The historians tell us that this is what authoritarian nationalists do. As Harvard’s Jill Lepore puts it, they replace history with tried-and-true fictions — false tales of national decline at the hands of invented threats, melded to fictitious stories of renewed national greatness, engineered by the leader himself, who is both author of the fiction and its mythic hero.

Sound familiar?

But at the core of Trump’s celebration there actually will be a vision of America — or, at least, of American greatness, and more to the point, of his own imagined restoration of that greatness. For you cannot disentangle Trump’s vision of both those things from his paeans to the strength of our military.

Trump campaigned on the false story of an America in steep decline. He embellished this story with endless lies and demagoguery about immigrants, and about how international engagement supposedly resulted in foreign leaders “laughing at” and “humiliating” us. Central to this tale was the constant refrain that our military has been “depleted,” the ultimate symbol of that national decline.

Trump’s claim to having rebuilt the military is also foundational to his tale of revived American greatness — and his own authorship of it. He pulled out of the Iran deal — international diplomacy had produced a “weak” solution — and will now force Iranian capitulation by threatening unilateral “obliteration.”

There is no doubt that Trump envisions this July 4th speech — delivered amid a show of military might — as a display of his own imagined role in “restoring” U.S. greatness.

Trump is all id and instinct; it’s possible he actually believes he somehow magically restored the military — in just two years — from ruin to greatness. I can’t tell if there have been any significant changes in U.S. military strength from what it was in 2016, and I can’t find anyone other than Trump and right-wing think tank “fellows” who say otherwise. But we know that Trump cares nothing about national defense, or he wouldn’t have insulted NATO and Japan, kissed Kim Jong Un’s ass for a photo op, and winked at Russian interference in our elections. The military exists only to reflect Trump’s glory.

There may be another reason Trump is surrounding himself with symbols of might. He’s afraid of being booed.

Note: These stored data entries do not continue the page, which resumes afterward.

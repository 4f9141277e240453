//! Contour Core - Signal equalizer engine: EQ pipeline, playback clock, mixer

pub mod config;
pub mod eq;
pub mod mixer;
pub mod playback;
pub mod remote;
pub mod types;

pub use types::*;
impl PlaybackClock {
    pub fn new(
        clock: Arc<dyn MonotonicClock>,
        slot: Arc<BufferSlot>,
        config: PlaybackConfig,
    ) -> Arc<Self> {
        Arc::new(PlaybackClock {
            clock,
            slot,
            config,
            transport: Mutex::new(TransportState {
                state: PlaybackState::Stopped,
                start_anchor: 0.0,
                paused_position: 0.0,
                rate: 1.0,
            }),
            subscribers: Mutex::new(Vec::new()),
            next_subscription: AtomicU64::new(1),
            broadcast: Mutex::new(None),
        })
    }

    pub fn state(&self) -> PlaybackState {
        self.transport.lock().unwrap().state
    }

    pub fn is_playing(&self) -> bool {
        self.state() == PlaybackState::Playing
    }

    pub fn rate(&self) -> f64 {
        self.transport.lock().unwrap().rate
    }

    /// Duration of the installed buffer in seconds, or zero when empty.
    pub fn duration(&self) -> f64 {
        self.slot.duration_seconds()
    }

    /// Current logical position in seconds.
    pub fn position(&self) -> f64 {
        let transport = self.transport.lock().unwrap();
        Self::position_locked(&transport, self.clock.now())
    }

    fn position_locked(transport: &TransportState, now: f64) -> f64 {
        match transport.state {
            PlaybackState::Playing => (now - transport.start_anchor) * transport.rate,
            PlaybackState::Paused | PlaybackState::Stopped => transport.paused_position,
        }
    }

    /// Start or resume playback from the remembered position.
    ///
    /// Fails fast with [`PlaybackError::NoBufferLoaded`] when nothing is
    /// installed in the slot. A no-op while already playing. Must be called
    /// inside a tokio runtime; the broadcast loop is spawned here.
    pub fn play(self: &Arc<Self>) -> Result<(), PlaybackError> {
        if self.slot.current().is_none() {
            return Err(PlaybackError::NoBufferLoaded);
        }
        {
            let mut transport = self.transport.lock().unwrap();
            if transport.state == PlaybackState::Playing {
                return Ok(());
            }
            transport.start_anchor =
                self.clock.now() - transport.paused_position / transport.rate;
            transport.state = PlaybackState::Playing;
        }
        let handle = self.spawn_broadcast_loop();
        if let Some(previous) = self.broadcast.lock().unwrap().replace(handle) {
            previous.abort();
        }
        log::info!("playback started");
        Ok(())
    }

    /// Freeze the position and stop broadcasting.
    pub fn pause(&self) {
        {
            let mut transport = self.transport.lock().unwrap();
            if transport.state != PlaybackState::Playing {
                return;
            }
            transport.paused_position = Self::position_locked(&transport, self.clock.now());
            transport.state = PlaybackState::Paused;
        }
        self.stop_broadcast_loop();
        log::debug!("playback paused");
    }

    /// Halt playback and reset the position to zero.
    pub fn stop(&self) {
        {
            let mut transport = self.transport.lock().unwrap();
            transport.state = PlaybackState::Stopped;
            transport.paused_position = 0.0;
        }
        self.stop_broadcast_loop();
        log::info!("playback stopped");
    }

    /// Jump to `position` seconds without changing the transport state.
    pub fn seek(&self, position: f64) {
        let position = position.max(0.0);
        let mut transport = self.transport.lock().unwrap();
        match transport.state {
            PlaybackState::Playing => {
                transport.start_anchor = self.clock.now() - position / transport.rate;
            }
            PlaybackState::Paused | PlaybackState::Stopped => {
                transport.paused_position = position;
            }
        }
    }

    /// Change the playback rate, clamped to the configured range.
    ///
    /// The anchor is rewritten so the position is continuous across the
    /// change; only the slope of position over device time changes.
    pub fn set_rate(&self, rate: f64) {
        let rate = rate.clamp(self.config.min_rate, self.config.max_rate);
        let mut transport = self.transport.lock().unwrap();
        if transport.state == PlaybackState::Playing {
            let now = self.clock.now();
            let position = Self::position_locked(&transport, now);
            transport.start_anchor = now - position / rate;
        }
        transport.rate = rate;
    }

    /// Register a position callback; returns the id to pass to
    /// [`unsubscribe`](Self::unsubscribe).
    pub fn subscribe<F>(&self, callback: F) -> SubscriptionId
    where
        F: Fn(f64) + Send + Sync + 'static,
    {
        let id = self.next_subscription.fetch_add(1, Ordering::Relaxed);
        self.subscribers
            .lock()
            .unwrap()
            .push((id, Arc::new(callback)));
        id
    }

    /// Remove a subscriber. Returns false when the id is unknown.
    pub fn unsubscribe(&self, id: SubscriptionId) -> bool {
        let mut subscribers = self.subscribers.lock().unwrap();
        let before = subscribers.len();
        subscribers.retain(|(sub, _)| *sub != id);
        subscribers.len() != before
    }

    /// One broadcast step: derive the position, notify subscribers, and
    /// stop at end of media. Called from the background loop; exposed so
    /// tests can drive the clock deterministically.
    pub fn tick(&self) {
        let duration = self.slot.duration_seconds();
        let (position, ended) = {
            let transport = self.transport.lock().unwrap();
            if transport.state != PlaybackState::Playing {
                return;
            }
            let raw = Self::position_locked(&transport, self.clock.now());
            let ended = duration > 0.0 && raw >= duration;
            (if ended { duration } else { raw }, ended)
        };
        self.notify(position);
        if ended {
            // A callback may have paused or sought during notify; only
            // complete the end-of-media transition if still playing.
            let mut transport = self.transport.lock().unwrap();
            if transport.state == PlaybackState::Playing {
                transport.state = PlaybackState::Stopped;
                transport.paused_position = 0.0;
                log::debug!("playback reached end of media");
            }
        }
    }

    fn notify(&self, position: f64) {
        // Copy-on-notify: callbacks run without the subscriber lock held,
        // so they may subscribe or unsubscribe freely.
        let snapshot: Vec<PositionCallback> = self
            .subscribers
            .lock()
            .unwrap()
            .iter()
            .map(|(_, cb)| Arc::clone(cb))
            .collect();
        for callback in snapshot {
            callback(position);
        }
    }

    fn spawn_broadcast_loop(self: &Arc<Self>) -> JoinHandle<()> {
        let weak: Weak<PlaybackClock> = Arc::downgrade(self);
        let period = self.config.tick_interval();
        tokio::spawn(async move {
            let mut ticker = tokio::time::interval(period);
            ticker.set_missed_tick_behavior(MissedTickBehavior::Skip);
            loop {
                ticker.tick().await;
                let Some(clock) = weak.upgrade() else { break };
                if !clock.is_playing() {
                    break;
                }
                clock.tick();
            }
        })
    }

    fn stop_broadcast_loop(&self) {
        if let Some(handle) = self.broadcast.lock().unwrap().take() {
            handle.abort();
        }
    }
}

The Fourth of July celebration exposes Trump to the sort of crowd from which he has been traditionally insulated. The event is held in Washington, which (along with its surrounding suburbs) is heavily Democratic. It is also drawing protesters who will fly the famous Baby Trump blimp. Trump is also alienating nonpolitical attendees who might resent him turning a hallowed ritual that is a traditional venue for unity and a respite from politics into another divisive spectacle.

Trump’s efforts to control the rally should be seen in the context of his fear that the crowd will boo him. He is advertising the event on his Twitter feed, cordoning off the immediate area around his speech for ticket holders, and giving tickets away to Republican donors. Trump has “requested that the chiefs for the Army, Navy, Air Force and Marines stand next to him.”

Get it? The service chiefs have to stand next to Trump as human patriotism bodyguards.

But does anyone on the planet look more ridiculous trying to be a Big Man? Not that I can think of.